### Exercise prompt
Go through the entries below from the first line and transcribe each one exactly, ending with the line that contains "the user ID.".

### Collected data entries
use sqlx::sqlite::SqlitePool;

use super::Database;
use crate::auth::{LookupError, UserLookup};

#[derive(Clone)]
pub struct UserStore {
    pool: SqlitePool,
}

/// User role for authorization.
#[derive(Debug, Clone, Copy, PartialEq, Eq, serde::Serialize, serde::Deserialize)]
#[serde(rename_all = "lowercase")]
pub enum UserRole {
    User,
    Admin,
}

impl UserRole {
    pub fn as_str(&self) -> &'static str {
        match self {
            UserRole::User => "user",
            UserRole::Admin => "admin",
        }
    }

    pub fn from_str(s: &str) -> Self {
        match s {
            "admin" => UserRole::Admin,
            _ => UserRole::User,
        }
    }

    /// Granted authorities. Admins hold every user authority as well.
    pub fn authorities(&self) -> Vec<String> {
        match self {
            UserRole::User => vec!["ROLE_USER".to_string()],
            UserRole::Admin => vec!["ROLE_ADMIN".to_string(), "ROLE_USER".to_string()],
        }
    }
}

#[derive(Debug, Clone, serde::Serialize)]
pub struct User {
    #[serde(skip)]
    pub id: i64,
    pub email: String,
    pub display_name: String,
    pub role: UserRole,
    pub created_at: String,
}

#[derive(sqlx::FromRow)]
struct UserRow {
    id: i64,
    email: String,
    display_name: String,
    role: String,
    created_at: String,
}

impl From<UserRow> for User {
    fn from(row: UserRow) -> Self {
        Self {
            id: row.id,
            email: row.email,
            display_name: row.display_name,
            role: UserRole::from_str(&row.role),
            created_at: row.created_at,
        }
    }
}

impl UserStore {
    pub fn new(pool: SqlitePool) -> Self {
        Self { pool }
    }

    /// Create a user. Returns the user ID.
    pub async fn create(
        &self,
        email: &str,
        display_name: &str,
        role: UserRole,
    ) -> Result<i64, sqlx::Error> {
        let result = sqlx::query("INSERT INTO users (email, display_name, role) VALUES (?, ?, ?)")
            .bind(email)
            .bind(display_name)
            .bind(role.as_str())
            .execute(&self.pool)
            .await?;
        Ok(result.last_insert_rowid())
    }

    /// Get a user by email (case-insensitive).
    pub async fn get_by_email(&self, email: &str) -> Result<Option<User>, sqlx::Error> {
        let row: Option<UserRow> = sqlx::query_as(
            "SELECT id, email, display_name, role, created_at FROM users WHERE email = ?",
        )
        .bind(email)
        .fetch_optional(&self.pool)
        .await?;
        Ok(row.map(User::from))
    }

    /// List all users, oldest first.
    pub async fn list(&self) -> Result<Vec<User>, sqlx::Error> {
        let rows: Vec<UserRow> = sqlx::query_as(
            "SELECT id, email, display_name, role, created_at FROM users ORDER BY created_at, id",
        )
        .fetch_all(&self.pool)
        .await?;
        Ok(rows.into_iter().map(User::from).collect())
    }

    /// Set the role for a user.
    pub async fn set_role(&self, id: i64, role: UserRole) -> Result<bool, sqlx::Error> {
        let result = sqlx::query("UPDATE users SET role = ? WHERE id = ?")
            .bind(role.as_str())
            .bind(id)
            .execute(&self.pool)
            .await?;
        Ok(result.rows_affected() > 0)
    }

    /// Delete a user by ID.
    pub async fn delete(&self, id: i64) -> Result<bool, sqlx::Error> {
        let result = sqlx::query("DELETE FROM users WHERE id = ?")
            .bind(id)
            .execute(&self.pool)
            .await?;
        Ok(result.rows_affected() > 0)
    }
}

impl UserLookup for Database {
    async fn load_user_by_email(&self, email: &str) -> Result<User, LookupError> {
        self.users()
            .get_by_email(email)
            .await
            .map_err(|e| LookupError::Backend(e.to_string()))?
            .ok_or(LookupError::NotFound)
    }
}
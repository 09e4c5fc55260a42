//! Tests for main.rs startup validation and the one-shot CLI helpers.

use std::fs;
use std::process::{Command, Output, Stdio};

const SECRET: &str = "startup-test-secret-that-is-long-enough";

fn run(args: &[&str], secret: Option<&str>) -> Output {
    let mut command = Command::new(env!("CARGO_BIN_EXE_tollgate"));
    match secret {
        Some(secret) => command.env("JWT_SECRET", secret),
        None => command.env_remove("JWT_SECRET"),
    };
    command
        .args(args)
        .stderr(Stdio::piped())
        .stdout(Stdio::piped())
        .output()
        .expect("Failed to run binary")
}

fn combined(output: &Output) -> String {
    // tracing logs to stdout by default
    format!(
        "{}{}",
        String::from_utf8_lossy(&output.stdout),
        String::from_utf8_lossy(&output.stderr)
    )
}

fn temp_db(name: &str) -> std::path::PathBuf {
    let path = std::env::temp_dir().join(format!("tollgate-{}-{}.db", name, std::process::id()));
    let _ = fs::remove_file(&path);
    path
}

#[test]
fn test_missing_jwt_secret_exits_with_error() {
    let output = run(&[], None);

    assert!(
        !output.status.success(),
        "Should exit with error when JWT_SECRET is missing"
    );
    let text = combined(&output);
    assert!(
        text.contains("JWT_SECRET") && text.contains("required"),
        "Should mention JWT_SECRET is required, got: {}",
        text
    );
}

#[test]
fn test_short_jwt_secret_exits_with_error() {
    let output = run(&[], Some("too-short"));

    assert!(!output.status.success());
    assert!(combined(&output).contains("shorter than 32"));
}

#[test]
fn test_issue_tokens_for_unknown_user_fails() {
    let db = temp_db("unknown");
    let output = run(
        &[
            "--database",
            db.to_str().unwrap(),
            "--issue-tokens",
            "nobody@example.com",
        ],
        Some(SECRET),
    );

    assert!(!output.status.success());
    assert!(combined(&output).contains("No such user"));
    let _ = fs::remove_file(&db);
}

#[test]
fn test_create_admin_then_issue_tokens() {
    let db = temp_db("issue");
    let output = run(
        &[
            "--database",
            db.to_str().unwrap(),
            "--create-admin",
            "root@example.com",
            "--issue-tokens",
            "root@example.com",
        ],
        Some(SECRET),
    );

    assert!(output.status.success(), "got: {}", combined(&output));
    let stdout = String::from_utf8_lossy(&output.stdout);
    assert!(stdout.contains("Admin user created: root@example.com"));
    assert!(stdout.contains("Access token:  Bearer "));
    assert!(stdout.contains("Refresh token: "));
    let _ = fs::remove_file(&db);
}
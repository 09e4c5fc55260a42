//! Bearer-token authenticator.
//!
//! Runs once per request in front of the protected API routes. A request without a
//! bearer token passes through anonymously; a request with a bad token is
//! answered here and never reaches its handler.

use axum::{
    extract::{Request, State},
    http::HeaderMap,
    middleware::Next,
    response::{IntoResponse, Response},
};
use tracing::{debug, error};

use super::errors::{AuthError, AuthErrorKind};
use super::state::{HasAuthBackend, UserLookup};
use super::types::{AuthenticationPass, Identity};
use crate::jwt::{TokenType, extract_bearer_token, now_secs};

/// Decision reached for a single request.
#[derive(Debug)]
pub enum AuthOutcome {
    /// No bearer token: continue without an identity
    Anonymous,
    /// Token accepted and user resolved: continue with this identity
    Authenticated(Identity),
    /// Stop the pipeline with this failure
    Rejected(AuthError),
}

fn reject(kind: AuthErrorKind) -> AuthOutcome {
    debug!(reason = ?kind, "Access token rejected");
    AuthOutcome::Rejected(AuthError::from(kind))
}

/// Run the authentication state machine against the request headers.
pub async fn authenticate_request<S>(state: &S, headers: &HeaderMap) -> AuthOutcome
where
    S: HasAuthBackend + Sync,
{
    let Some(token) = extract_bearer_token(headers) else {
        return AuthOutcome::Anonymous;
    };

    // One signature check; expiry and type are read from the verified claims.
    let claims = match state.tokens().parse_claims(token) {
        Ok(claims) => claims,
        Err(e) => return reject(AuthErrorKind::from(&e)),
    };

    match now_secs() {
        Ok(now) if !claims.is_expired_at(now) => {}
        Ok(_) => return reject(AuthErrorKind::Expired),
        Err(e) => {
            error!(error = %e, "Failed to read system time");
            return reject(AuthErrorKind::Expired);
        }
    }

    if claims.token_type != TokenType::Access {
        return reject(AuthErrorKind::WrongType);
    }

    match state.users().load_user_by_email(&claims.email).await {
        Ok(user) => AuthOutcome::Authenticated(Identity::from(user)),
        Err(e) => {
            error!(email = %claims.email, error = %e, "Failed to resolve identity");
            AuthOutcome::Rejected(AuthError::from(AuthErrorKind::IdentityResolutionFailure))
        }
    }
}

/// Middleware attaching an [`Identity`] to authenticated requests.
///
/// Install with `axum::middleware::from_fn_with_state(state, authenticate::<S>)`.
pub async fn authenticate<S>(State(state): State<S>, mut request: Request, next: Next) -> Response
where
    S: HasAuthBackend + Clone + Send + Sync + 'static,
{
    if request.extensions().get::<AuthenticationPass>().is_some() {
        return next.run(request).await;
    }
    request.extensions_mut().insert(AuthenticationPass);

    match authenticate_request(&state, request.headers()).await {
        AuthOutcome::Anonymous => next.run(request).await,
        AuthOutcome::Authenticated(identity) => {
            request.extensions_mut().insert(identity);
            next.run(request).await
        }
        AuthOutcome::Rejected(err) => err.into_response(),
    }
}
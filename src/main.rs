use std::net::SocketAddr;

use clap::Parser;
use tollgate::cli::{
    Args, build_config, handle_create_admin, handle_issue_tokens, init_logging, load_jwt_secret,
    open_database,
};
use tollgate::jwt::TokenProvider;
use tollgate::{create_app, init_cleanup};
use tracing::{error, info};

#[tokio::main]
async fn main() {
    let args = Args::parse();

    init_logging(&args.log_format);

    let Some(jwt_secret) = load_jwt_secret(args.jwt_secret_file.as_deref()) else {
        std::process::exit(1);
    };

    let Some(db) = open_database(&args.database).await else {
        std::process::exit(1);
    };

    if let Some(email) = args.create_admin.as_deref() {
        handle_create_admin(&db, email).await;
    }

    let config = build_config(&args, db, jwt_secret);

    if let Some(email) = args.issue_tokens.as_deref() {
        let tokens = TokenProvider::with_config(&config.jwt_secret, config.token_config)
            .unwrap_or_else(|e| {
                error!(error = %e, "Invalid token configuration");
                std::process::exit(1);
            });
        handle_issue_tokens(&config.db, &tokens, email).await;
        return;
    }

    let app = create_app(&config).unwrap_or_else(|e| {
        error!(error = %e, "Invalid token configuration");
        std::process::exit(1);
    });

    init_cleanup(&config.db).await;

    let addr = format!("0.0.0.0:{}", args.port);
    let listener = tokio::net::TcpListener::bind(&addr)
        .await
        .unwrap_or_else(|e| {
            error!(address = %addr, error = %e, "Failed to bind");
            std::process::exit(1);
        });

    match listener.local_addr() {
        Ok(local_addr) => info!(address = %local_addr, "Listening"),
        Err(e) => info!(address = %addr, error = %e, "Listening"),
    }

    let make_service = app.into_make_service_with_connect_info::<SocketAddr>();
    if let Err(e) = axum::serve(listener, make_service).await {
        error!(error = %e, "Server error");
        std::process::exit(1);
    }
}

### Response for this exercise
use sqlx::sqlite::SqlitePool;

use super::Database;
use crate::auth::{LookupError, UserLookup};

#[derive(Clone)]
pub struct UserStore {
    pool: SqlitePool,
}

/// User role for authorization.
#[derive(Debug, Clone, Copy, PartialEq, Eq, serde::Serialize, serde::Deserialize)]
#[serde(rename_all = "lowercase")]
pub enum UserRole {
    User,
    Admin,
}

impl UserRole {
    pub fn as_str(&self) -> &'static str {
        match self {
            UserRole::User => "user",
            UserRole::Admin => "admin",
        }
    }

    pub fn from_str(s: &str) -> Self {
        match s {
            "admin" => UserRole::Admin,
            _ => UserRole::User,
        }
    }

    /// Granted authorities. Admins hold every user authority as well.
    pub fn authorities(&self) -> Vec<String> {
        match self {
            UserRole::User => vec!["ROLE_USER".to_string()],
            UserRole::Admin => vec!["ROLE_ADMIN".to_string(), "ROLE_USER".to_string()],
        }
    }
}

#[derive(Debug, Clone, serde::Serialize)]
pub struct User {
    #[serde(skip)]
    pub id: i64,
    pub email: String,
    pub display_name: String,
    pub role: UserRole,
    pub created_at: String,
}

#[derive(sqlx::FromRow)]
struct UserRow {
    id: i64,
    email: String,
    display_name: String,
    role: String,
    created_at: String,
}

impl From<UserRow> for User {
    fn from(row: UserRow) -> Self {
        Self {
            id: row.id,
            email: row.email,
            display_name: row.display_name,
            role: UserRole::from_str(&row.role),
            created_at: row.created_at,
        }
    }
}

impl UserStore {
    pub fn new(pool: SqlitePool) -> Self {
        Self { pool }
    }

    /// Create a user. Returns the user ID.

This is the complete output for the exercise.